The Night the World Changed.

 

At 2 am on October 12, 1492 Christopher Columbus and his small fleet of ships, found land after 35 days at sea and having traveled 4,500 miles.  The next morning Columbus took possession of this New World, by claiming the land in the name of his God and the Spanish monarchs who had sent him.  The fact that there were indigenous people already occupying the land did not matter as they were neither Christian nor civilized by European standards.

 

On the land masses that would become known as the Americas on that night in October 1492, life for the indigenous people that lived on those lands was the same as it had been when night fell.  They were in possession of the property that they and their ancestors had lived on for hundreds of years.  They possessed their own religious beliefs, cultures and customs, that had been practiced and passed from generation to generation for hundreds of years.  What the indigenous people did not know was that invaders from a foreign land had “discovered” an island offshore from their continents. Within 300 years of that night in October 1492, all of their societies, cultures, religious beliefs and their very existence as races of people would be changed forever or completely eliminated.

 

 

 

 

 

  

          

Little did the indigenous people of the Americas know when they watched the first European explorers arrive on their lands, that these guests were not just visiting, not here to share; but here to replace them. The European countries came to the New World with economic, political and religious reasons and were motivated to acquire property in the form of land and resources. Those countries that were exploring and making discovers of the Americas had an understanding, that whichever country first claimed new land could determine how that country acquired the land from the indigenous people, The Doctrine of Discovery.

 

 

  

Those first contacts began the destruction of all of the Native Americans cultures and result in the loss of the lands they lived on and claimed.

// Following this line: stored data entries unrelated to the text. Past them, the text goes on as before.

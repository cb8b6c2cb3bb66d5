// src/health/mod.rs
mod checker;
mod severity;
mod snapshot;

pub use checker::HealthChecker;
pub use severity::{classify, Evaluation, Severity};
pub use snapshot::{Alarms, HealthSnapshot, Nodes};
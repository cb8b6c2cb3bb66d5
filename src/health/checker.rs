// src/health/checker.rs
use super::severity::{classify, Evaluation};
use crate::api::GridClient;
use crate::config::Config;
use crate::error::CheckError;
use tracing::{debug, info};

/// Runs one grid health check: authorize, fetch health, classify.
pub struct HealthChecker {
    client: GridClient,
}

impl HealthChecker {
    pub fn new(config: Config) -> Result<Self, CheckError> {
        let client = GridClient::new(config).map_err(CheckError::Client)?;
        Ok(Self { client })
    }

    pub async fn run(&self) -> Result<Evaluation, CheckError> {
        debug!("Starting grid health check for {}", self.client.config().base_url);

        // The health call needs the token, so a failed authorize ends the run here.
        let token = self.client.authenticate().await?;
        let snapshot = self.client.fetch_health(&token).await?;

        let evaluation = classify(&snapshot);
        info!(
            "Grid health is {}: {}",
            evaluation.severity, evaluation.message
        );
        Ok(evaluation)
    }
}
// src/report.rs
use crate::error::CheckError;
use crate::health::{Evaluation, Severity};
use std::fmt;
use std::process::ExitCode;

pub const CHECK_NAME: &str = "StorageGridHealth";

/// Monitoring outcome. `Unknown` means the check itself could not run.
#[derive(Debug, Clone, Copy, PartialEq, Eq)]
pub enum Status {
    Ok,
    Warning,
    Critical,
    Unknown,
}

impl Status {
    pub fn code(self) -> u8 {
        match self {
            Status::Ok => 0,
            Status::Warning => 1,
            Status::Critical => 2,
            Status::Unknown => 3,
        }
    }

    pub fn exit_code(self) -> ExitCode {
        ExitCode::from(self.code())
    }
}

impl From<Severity> for Status {
    fn from(severity: Severity) -> Self {
        match severity {
            Severity::Ok => Status::Ok,
            Severity::Warning => Status::Warning,
            Severity::Critical => Status::Critical,
        }
    }
}

impl fmt::Display for Status {
    fn fmt(&self, f: &mut fmt::Formatter<'_>) -> fmt::Result {
        f.write_str(match self {
            Status::Ok => "OK",
            Status::Warning => "WARNING",
            Status::Critical => "CRITICAL",
            Status::Unknown => "UNKNOWN",
        })
    }
}

#[derive(Debug, Clone, PartialEq, Eq)]
pub struct Report {
    pub status: Status,
    pub message: String,
}

impl Report {
    pub fn unknown(message: impl Into<String>) -> Self {
        Self {
            status: Status::Unknown,
            message: message.into(),
        }
    }

    pub fn from_result(result: Result<Evaluation, CheckError>) -> Self {
        match result {
            Ok(evaluation) => evaluation.into(),
            Err(e) => e.into(),
        }
    }

    /// Print the report line to stdout and hand back the matching exit code.
    pub fn emit(&self) -> ExitCode {
        println!("{}", self);
        self.status.exit_code()
    }
}

impl From<Evaluation> for Report {
    fn from(evaluation: Evaluation) -> Self {
        Self {
            status: evaluation.severity.into(),
            message: evaluation.message,
        }
    }
}

impl From<CheckError> for Report {
    fn from(err: CheckError) -> Self {
        Report::unknown(err.to_string())
    }
}

impl fmt::Display for Report {
    fn fmt(&self, f: &mut fmt::Formatter<'_>) -> fmt::Result {
        write!(f, "{} {}: {}", CHECK_NAME, self.status, self.message)
    }
}

#[cfg(test)]
mod tests {
    use super::*;
    use crate::api::AuthenticationError;
    use crate::config::ConfigurationError;

    #[test]
    fn exit_codes_follow_plugin_convention() {
        assert_eq!(Status::Ok.code(), 0);
        assert_eq!(Status::Warning.code(), 1);
        assert_eq!(Status::Critical.code(), 2);
        assert_eq!(Status::Unknown.code(), 3);
    }

    #[test]
    fn renders_one_line() {
        let report = Report::from(Evaluation {
            severity: Severity::Warning,
            message: "Major alarms: 1 - Minor alarms: 0 - Offline nodes: 0".to_string(),
        });
        assert_eq!(
            report.to_string(),
            "StorageGridHealth WARNING: Major alarms: 1 - Minor alarms: 0 - Offline nodes: 0"
        );
    }

    #[test]
    fn errors_become_unknown() {
        let report = Report::from_result(Err(CheckError::Authentication(
            AuthenticationError::MissingToken,
        )));
        assert_eq!(report.status, Status::Unknown);
        assert_eq!(
            report.message,
            "authentication failed: authorize response has no token in 'data'"
        );

        let report = Report::from(CheckError::from(ConfigurationError::InvalidTimeout));
        assert_eq!(report.status, Status::Unknown);
        assert_eq!(report.message, "timeout must be greater than zero");
    }

    #[test]
    fn usage_errors_exit_unknown_not_critical() {
        let usage = clap::Error::raw(
            clap::error::ErrorKind::MissingRequiredArgument,
            "the following required arguments were not provided:\n  --password <PASSWORD>\n",
        );
        let report = Report::from(CheckError::from(ConfigurationError::Usage(usage)));

        assert_eq!(report.status, Status::Unknown);
        assert_eq!(report.status.code(), 3);
        assert!(report.to_string().starts_with("StorageGridHealth UNKNOWN: invalid arguments:"));
        assert!(report.message.contains("--password"));
    }
}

Europeans arriving in the new world brought with them diseases, unknown in the New World that would decimate the indigenous populations. There are no written records confirming the population of the Native Americans living in America before the arrival of the Europeans, but we do know that the epidemics that followed first contact killed extremely large numbers of Native Americans.  Waves of a different disease would follow each new contact and soon those indigenous people that survived the first disease would perish after contracting the next disease. This drastic decline in Native American population, that in some area killed entire villages, helped to create the myth that Henry Nash Smith mentions in his book Virgin Land, when he refers to new world being “free land and vacant". (Smith 128)  With the Native Americans numbers diminishing by up to 90% in some areas, David Beck in his essay The Myth of the Vanishing Race states that “American Indiannations and people were largely viewed by scholars, government officials and the public at large as a vanishing race.” (Beck) 

 

 

 

 

What is Property?

“Property is any physical or intangible entity that is owned by a person or jointly by a group of persons.”(Wikipedia)  Property is someplace to be, something to have, something to share, something to protect, property is something to desire, to believe in and in some way is part of everything humans are and do.  In 1492 the beginning of the loss of most "Property" that the indigenous people of America possessed, started with America being "discovered".  Europeans and later the "New Americans", would use their Religions as the reason to justify the discovery, exploration and finally exploitation of the New World.The creation of what would become America is clouded by myths and misconceptions that have left most people unaware how disease, religion, decrees by European monarchs and the European invader's biases and beliefs, were used in the occupation of the New World. The study of how a previously unknown part of the world and its resources were taken from the indigenous people who lived there, is the foundation to understanding how the United States of America was created. 

 

 

 

 

 

 

 

 

 

 

  

 

 

 

                                                Dr. Stacy Takacs in her introduction to American Studies lecture, states that the term “America” has (at least) 3 senses:

 

  3 of the senses of America are:

  

 Geographic          (place, setting, land)

 

 Politica     Political                 (institutions, laws, policies)

 

 Symbolic   (culture, symbols, rituals,  behaviors, attitudes)  

          

The 3 senses of America in terms of Pre-American Property 

 

Property is the "Empty Virgin Lands" of Ameria that were "Discovered" and taken from the indigenous people that possessed it.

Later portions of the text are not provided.